Within her own filmography, The Mermaid’s Curse is yet another Warren film to use ‘Querioo’ as a plot device. Querioo being a Yahoo/Google like internet search engine (right down to aping the Google logo) that characters in modern British horror films tend to turn to whenever they need to brush up on their knowledge of sea sirens, evil scarecrows, the tooth fairy, etc etc. I’m sad enough to look up whether Querioo actually exists, and indeed, there really is such an internet search engine. Inevitably though Querioo is less handy when it comes to researching monsters and the supernatural in real life than it is in the movies. To save you the trouble of doing so, running terms like ‘cannibalistic sea sirens of Worthing’ through the real-life Querioo, just brings you to the same handful of film industry links that running anything else through Querioo does. In Warren’s films however, clicking onto Querioo always leads to a cameo by Youtube star Shaun C. Phillips, alias Coolduder, who has managed to become a British horror film regular...seemingly without ever leaving his couch in Baltimore. These little cameo roles presumably being sent to the producers via Skype. For those keeping record, Coolduder has popped up as a cyber dating expert in Cyber Bride, a tooth fairy expert in The Tooth Fairy, a scarecrow expert in Bride of Scarecrow, and expanded his Brit horror career beyond Warren’s films by recently cameo-ing as a candy witch expert in Hirani/Matthews’ The Candy Witch. In The Mermaid’s Curse, Coolduder adds to his growing reputation as an all round know-it-all by bringing his excitable, rosy cheeked, enthusiasm to the role of a sea siren expert, whose viral video gets checked out by Jake and his ex-girlfriend on their laptop. Thanks to these Coolduder cameos there is a case for all these films being part of shared cinematic universe, whilst also positing Coolduder as the Youtube generation’s answer to Edgar Lustgarten.



Aside from keeping Coolduder in gainful employment, British horror cinema has been considerably raising its game recently. Low budgets and tight schedules haven’t stopped Warren developing an ambitious streak of late, even branching out into historical adventure movies, including the horror/historical crossover ‘Pagan Warrior’ which...would you believe...pits Vikings against Krampus. Hirani/Matthews’ films Pet Graveyard and The Candy Witch are- despite their off-puttingly unoriginal titles- well worthy of your perusal, and Scott Jeffrey in particular has been knocking it out of the park, with the strong run of ....Don’t Speak, Cupid, Clown Doll and The Final Scream. The latter of which features both Hirani and Warren in acting roles, the world of modern British horror films being a very small one... fer’sure. I doubt 2020 is likely to go down as anyone’s favourite year, but as far as British horror films are concerned, these are truly exciting times to be alive.
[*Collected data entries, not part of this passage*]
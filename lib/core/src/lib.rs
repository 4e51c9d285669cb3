//! Core domain types and utilities for the cobalt-courier platform.
//!
//! This crate provides the foundational types, error handling, and shared
//! utilities used throughout the cobalt-courier integration sync service.

pub mod error;
pub mod id;

pub use error::Result;
pub use id::{IntegrationId, ParseIdError, SyncJobId};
For a film called The Mermaid’s Curse, the word ‘mermaid’ and indeed any part woman, part fish action is notably absent here. Although in fairness to Warren, The Mermaid’s Curse sounds suspiciously like a distributor insisted re-titling, Warren’s original, shooting title apparently being ‘Witches of the Water’. Call it what you will, this is a film that –in the minds of Americans who buy horror films from Walmart at least- will forever make Worthing, West Sussex synonymous with cannibalistic sea sirens. Quite what the residents of Worthing will make of it is anyone’s guess, particularly the chap who inadvertently cameos in the film by staring out of his hotel room window during filming. A man who may well go through life forever wondering why people were stripping down to Ann Summers underwear and talking with pseudo American accents on the beach that night- unless of course he logs on to Querioo for an answer.